A pergunta principal de Joe Weerasethakul em Síndromes
e um Século é: como fabular o universo,
espaço e habitantes, de dois hospitais? As muitas
histórias sendo contadas, merecendo ou não
flashbacks, chamam atenção para como o
relato é decisivo no cinema desse realizador.
Ele varia os registros, pergunta-se o tempo inteiro
sobre a necessidade das ficções em todos
seus registros: mito, fábula, relato confessional,
história vivida, caso inventado, ou simplesmente
ausência de história, o simples mostrar-se
da imagem acontecendo à revelia de qualquer discurso.
E isso faz de Apichatpong Weerasethakul um cineasta
único e fundamental no cinema que se produz hoje.
Por isso a profusão de estrelas no quadro da
revista e essa disposição, considerada
loucura por muitos, de revê-lo quantas vezes for
possível num festival. Fazer o quê?

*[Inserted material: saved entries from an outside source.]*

use anyhow::{Context, Result};
use std::net::SocketAddr;
use std::path::Path;
use std::sync::Arc;
use tracing::{info, warn};
use vyapyaar_common::ScrapeOutcome;
use vyapyaar_common::observability::{LogConfig, LogFormat};
use vyapyaar_config::{LogFormatSetting, LoggingConfig, VyapyaarConfig, VyapyaarConfigLoader};
use vyapyaar_http::{AppState, router, serve};
use vyapyaar_web::{PriceExtractor, PriceSource, WebDriverSessionFactory};

/// Everything `serve` needs, wired from configuration.
pub struct Tether {
    bind: SocketAddr,
    state: AppState,
}

impl Tether {
    pub fn bind(&self) -> SocketAddr {
        self.bind
    }

    /// Serve until Ctrl-C, then refuse new scrapes and drain the rest.
    pub async fn run(self) -> Result<()> {
        let listener = tokio::net::TcpListener::bind(self.bind)
            .await
            .with_context(|| format!("binding {}", self.bind))?;

        let gate = self.state.clone();
        serve(listener, router(self.state), async move {
            if let Err(err) = tokio::signal::ctrl_c().await {
                warn!(error = %err, "ctrl-c handler failed; shutting down");
            }
            gate.close_gate();
        })
        .await
        .context("http server")
    }
}

pub fn load_config(path: &Path) -> Result<VyapyaarConfig> {
    VyapyaarConfigLoader::new()
        .with_optional_file(path)
        .load()
        .with_context(|| format!("loading configuration from {}", path.display()))
}

pub fn log_config(cfg: &LoggingConfig) -> LogConfig {
    LogConfig {
        file: cfg.file,
        log_dir: cfg.dir.clone(),
        emit_stderr: cfg.emit_stderr,
        format: match cfg.format {
            LogFormatSetting::Text => LogFormat::Text,
            LogFormatSetting::Json => LogFormat::Json,
        },
        default_filter: cfg.filter.clone(),
        ..LogConfig::default()
    }
}

pub fn price_source(cfg: &VyapyaarConfig) -> Result<Arc<dyn PriceSource>> {
    let factory = WebDriverSessionFactory::new(cfg.browser.clone());
    let extractor = PriceExtractor::new(factory, cfg.scraper.clone())
        .context("building price extractor")?;
    Ok(Arc::new(extractor))
}

pub fn build_from_config(cfg: &VyapyaarConfig, bind: Option<SocketAddr>) -> Result<Tether> {
    let source = price_source(cfg)?;
    let state = AppState::new(source, cfg.server.max_concurrent_scrapes);
    let bind = bind.unwrap_or(cfg.server.bind);
    info!(
        %bind,
        webdriver = %cfg.browser.webdriver_url,
        site = %cfg.scraper.site_url,
        capacity = state.capacity(),
        "service configured"
    );
    Ok(Tether { bind, state })
}

/// One lookup outside the server, for the `scrape` command.
pub async fn scrape_once(cfg: &VyapyaarConfig, product: &str) -> Result<ScrapeOutcome> {
    let source = price_source(cfg)?;
    Ok(source.scrape(product).await)
}
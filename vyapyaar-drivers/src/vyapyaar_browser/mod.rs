pub mod driver;
pub mod error;
pub mod options;
pub mod page;
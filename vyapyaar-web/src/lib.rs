//! Price extraction from a live storefront.
//!
//! - Browser session capability traits and the Fantoccini-backed implementation (`browser`)
//! - Price text parsing (`extract`)
//! - Bounded retry for transient element reads (`retry`)
//! - The end-to-end [`PriceExtractor`] and the [`PriceSource`] seam used by the HTTP layer (`extractor`)

pub mod browser;
pub mod extract;
pub mod extractor;
pub mod retry;

pub use browser::{BrowserSession, PageCapture, SessionFactory, WebDriverSessionFactory};
pub use extractor::{ExtractError, PriceExtractor, PriceSource};
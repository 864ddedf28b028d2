use std::future::Future;

/// Which try an operation passed to [`retry_once`] is running.
#[derive(Debug, Clone, Copy, PartialEq, Eq)]
pub enum Attempt {
    First,
    Retry,
}

/// Run `op`, and run it exactly once more if the first error is transient.
///
/// The second result is returned as is, so a repeated transient error
/// propagates. `op` receives the [`Attempt`] so the retry can re-acquire
/// whatever went stale.
pub async fn retry_once<T, E, F, Fut, P>(mut op: F, is_transient: P) -> Result<T, E>
where
    F: FnMut(Attempt) -> Fut,
    Fut: Future<Output = Result<T, E>>,
    P: Fn(&E) -> bool,
{
    match op(Attempt::First).await {
        Err(err) if is_transient(&err) => op(Attempt::Retry).await,
        other => other,
    }
}
use async_trait::async_trait;
use chrono::Utc;
use std::path::{Path, PathBuf};
use std::time::Duration;
use uuid::Uuid;
use vyapyaar_config::BrowserConfig;
use vyapyaar_drivers::DriverError;
use vyapyaar_drivers::vyapyaar_browser::driver::VyapyaarDriver;
use vyapyaar_drivers::vyapyaar_browser::page::{VyapyaarElement, VyapyaarPage};

/// Snapshot of a page, written to disk when an extraction fails.
#[derive(Debug, Clone)]
pub struct PageCapture {
    pub url: Option<String>,
    pub html: String,
    pub screenshot_png: Option<Vec<u8>>,
}

impl PageCapture {
    /// Write `<stamp>-<id>.html` (and `.png` when present) into `dir`.
    ///
    /// Returns the path of the HTML file.
    pub async fn write_to(&self, dir: &Path) -> std::io::Result<PathBuf> {
        tokio::fs::create_dir_all(dir).await?;
        let stem = format!(
            "{}-{}",
            Utc::now().format("%Y%m%dT%H%M%S"),
            Uuid::new_v4().simple()
        );

        let html_path = dir.join(format!("{stem}.html"));
        tokio::fs::write(&html_path, &self.html).await?;
        if let Some(png) = &self.screenshot_png {
            tokio::fs::write(dir.join(format!("{stem}.png")), png).await?;
        }
        Ok(html_path)
    }
}

/// One isolated browser session, as the extractor sees it.
///
/// Implementations own the session; [`BrowserSession::close`] ends it.
#[async_trait]
pub trait BrowserSession: Send + Sync + Sized {
    type Element: Send + Sync;

    async fn navigate(&self, url: &str) -> Result<(), DriverError>;

    async fn current_url(&self) -> Result<String, DriverError>;

    /// First element matching `selector`, waiting at most `timeout`.
    async fn wait_for(&self, selector: &str, timeout: Duration)
    -> Result<Self::Element, DriverError>;

    async fn send_keys(&self, element: &Self::Element, text: &str) -> Result<(), DriverError>;

    async fn find_all(&self, selector: &str) -> Result<Vec<Self::Element>, DriverError>;

    async fn text(&self, element: &Self::Element) -> Result<String, DriverError>;

    async fn capture(&self) -> Result<PageCapture, DriverError>;

    async fn close(self) -> Result<(), DriverError>;
}

/// Creates a fresh [`BrowserSession`] per call.
#[async_trait]
pub trait SessionFactory: Send + Sync {
    type Session: BrowserSession;

    async fn new_session(&self) -> Result<Self::Session, DriverError>;
}

/// Concrete session backed by the fantoccini-based driver.
pub struct FantocciniSession {
    driver: VyapyaarDriver,
    page: VyapyaarPage,
}

#[async_trait]
impl BrowserSession for FantocciniSession {
    type Element = VyapyaarElement;

    async fn navigate(&self, url: &str) -> Result<(), DriverError> {
        self.page.goto(url).await
    }

    async fn current_url(&self) -> Result<String, DriverError> {
        self.page.get_url().await
    }

    async fn wait_for(
        &self,
        selector: &str,
        timeout: Duration,
    ) -> Result<VyapyaarElement, DriverError> {
        self.page.wait_for_element(selector, timeout).await
    }

    async fn send_keys(&self, element: &VyapyaarElement, text: &str) -> Result<(), DriverError> {
        element.send_keys(text).await
    }

    async fn find_all(&self, selector: &str) -> Result<Vec<VyapyaarElement>, DriverError> {
        self.page.find_elements(selector).await
    }

    async fn text(&self, element: &VyapyaarElement) -> Result<String, DriverError> {
        element.get_inner_text().await
    }

    async fn capture(&self) -> Result<PageCapture, DriverError> {
        let html = self.page.get_content().await?;
        Ok(PageCapture {
            url: self.page.get_url().await.ok(),
            html,
            screenshot_png: self.page.screenshot().await.ok(),
        })
    }

    async fn close(self) -> Result<(), DriverError> {
        self.driver.close().await
    }
}

/// Starts a new chromedriver session for every extraction.
#[derive(Debug, Clone)]
pub struct WebDriverSessionFactory {
    config: BrowserConfig,
}

impl WebDriverSessionFactory {
    pub fn new(config: BrowserConfig) -> Self {
        Self { config }
    }
}

#[async_trait]
impl SessionFactory for WebDriverSessionFactory {
    type Session = FantocciniSession;

    async fn new_session(&self) -> Result<FantocciniSession, DriverError> {
        let driver = VyapyaarDriver::connect(&self.config).await?;
        let page = driver.page();
        Ok(FantocciniSession { driver, page })
    }
}
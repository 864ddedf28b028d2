//! Shared observability helpers for binaries and integration tests.
//!
//! The logging initializer centralises our `tracing` setup so that every
//! binary emits into the same rolling file sink and/or `stderr`. Call
//! [`init_logging`] once near process start; additional callers are treated
//! as no-ops and simply receive the originally resolved log file path.

use std::path::{Path, PathBuf};
use std::sync::OnceLock;

use anyhow::Context;
use chrono::Utc;
use tracing_appender::non_blocking::WorkerGuard;
use tracing_appender::rolling;
use tracing_subscriber::{
    fmt, layer::SubscriberExt, util::SubscriberInitExt, EnvFilter, Layer, Registry,
};

static LOG_GUARD: OnceLock<WorkerGuard> = OnceLock::new();
static LOG_PATH: OnceLock<Option<PathBuf>> = OnceLock::new();

const LOG_DIR_ENV: &str = "VYAPYAAR_LOG_DIR";

type BoxedLayer = Box<dyn Layer<Registry> + Send + Sync>;

/// Output encoding for structured logs.
#[derive(Debug, Clone, Copy, PartialEq, Eq)]
pub enum LogFormat {
    Text,
    Json,
}

/// Configuration passed to [`init_logging`].
#[derive(Debug, Clone)]
pub struct LogConfig {
    /// Logical name of the component (used for defaults and file names).
    pub app_name: &'static str,
    /// Whether to write a daily rolling log file at all.
    pub file: bool,
    /// Optional explicit directory for log output. If `None`, we consult
    /// `VYAPYAAR_LOG_DIR` and finally fall back to the platform data dir.
    pub log_dir: Option<PathBuf>,
    /// Whether to duplicate events to `stderr`.
    pub emit_stderr: bool,
    /// Preferred log encoding.
    pub format: LogFormat,
    /// Default filter applied when `RUST_LOG` is unset.
    pub default_filter: String,
}

impl Default for LogConfig {
    fn default() -> Self {
        Self {
            app_name: "vyapyaar",
            file: true,
            log_dir: None,
            emit_stderr: true,
            format: LogFormat::Text,
            default_filter: "info".to_string(),
        }
    }
}

/// Initialise the global `tracing` subscriber.
///
/// Returns the concrete log file path for the current day, or `None` when the
/// file sink is disabled.
pub fn init_logging(config: LogConfig) -> anyhow::Result<Option<PathBuf>> {
    if let Some(path) = LOG_PATH.get() {
        return Ok(path.clone());
    }

    let mut layers: Vec<BoxedLayer> = Vec::new();
    let mut full_path = None;

    if config.file {
        let resolved_dir = resolve_log_dir(config.app_name, config.log_dir.as_deref());
        std::fs::create_dir_all(&resolved_dir).with_context(|| {
            format!("failed to create log directory: {}", resolved_dir.display())
        })?;

        let log_filename = format!("{}.log", config.app_name);
        let today = Utc::now().format("%Y-%m-%d").to_string();
        full_path = Some(resolved_dir.join(format!("{log_filename}.{today}")));

        let appender = rolling::daily(resolved_dir, log_filename);
        let (writer, guard) = tracing_appender::non_blocking(appender);
        let _ = LOG_GUARD.set(guard);

        layers.push(match config.format {
            LogFormat::Text => fmt::layer().with_writer(writer).with_ansi(false).boxed(),
            LogFormat::Json => fmt::layer().json().with_writer(writer).boxed(),
        });
    }

    if config.emit_stderr {
        layers.push(match config.format {
            LogFormat::Text => fmt::layer().with_writer(std::io::stderr).boxed(),
            LogFormat::Json => fmt::layer().json().with_writer(std::io::stderr).boxed(),
        });
    }

    let env_filter = EnvFilter::try_from_default_env()
        .unwrap_or_else(|_| EnvFilter::new(&config.default_filter));

    tracing_subscriber::registry()
        .with(layers)
        .with(env_filter)
        .try_init()
        .map_err(|e| anyhow::anyhow!("tracing setup failed: {e}"))?;

    let _ = LOG_PATH.set(full_path.clone());
    Ok(full_path)
}

fn resolve_log_dir(app_name: &str, explicit: Option<&Path>) -> PathBuf {
    if let Some(dir) = explicit {
        return expand_home(dir);
    }

    if let Ok(env_dir) = std::env::var(LOG_DIR_ENV) {
        return expand_home(Path::new(&env_dir));
    }

    default_data_dir(app_name)
}

fn expand_home(path: &Path) -> PathBuf {
    if let Some(rest) = path.to_str().and_then(|s| s.strip_prefix("~/")) {
        if let Some(home) = dirs::home_dir() {
            return home.join(rest);
        }
    }
    path.to_path_buf()
}

fn default_data_dir(app_name: &str) -> PathBuf {
    dirs::data_local_dir()
        .map(|dir| dir.join(app_name).join("logs"))
        .unwrap_or_else(|| PathBuf::from(".").join(app_name).join("logs"))
}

O filme
compensa... (RG)
Domingo, 23 de setembro de 2007
Depois de um dia magro em número de filmes
na sexta-feira (mas um dia em que se vê A Prova
de Morte jamais pode ser magro em experiência
cinematográfica), sábado compensador com
cinco longas-metragens. Comecemos com o primeiro, Silenciosa
Luz, que faz Carlos Reygadas voltar ao rol dos diretores
obrigatórios de se ver. Pode-se não gostar,
e é verdade que ele tem com a forma cinematográfica
uma relação solene e nobre que por vezes
fica meio forçada, um ímpeto de fazer
de cada plano uma obra-prima em si mesma que acaba por
pesar um pouco o conjunto. Mas Reygadas é um
soberbo filmador, tem um talento singular na criação
de imagens e na instalação de uma estranheza
que o olhar externo (dele mesmo, da câmera, sem
dúvida) provoca. Seu primeiro longa, Japón,
problematizava esse estranhamento). De alguma forma,
ele ainda não conseguiu sair dele, o que faz
de sua estética ainda algo um pouco travado.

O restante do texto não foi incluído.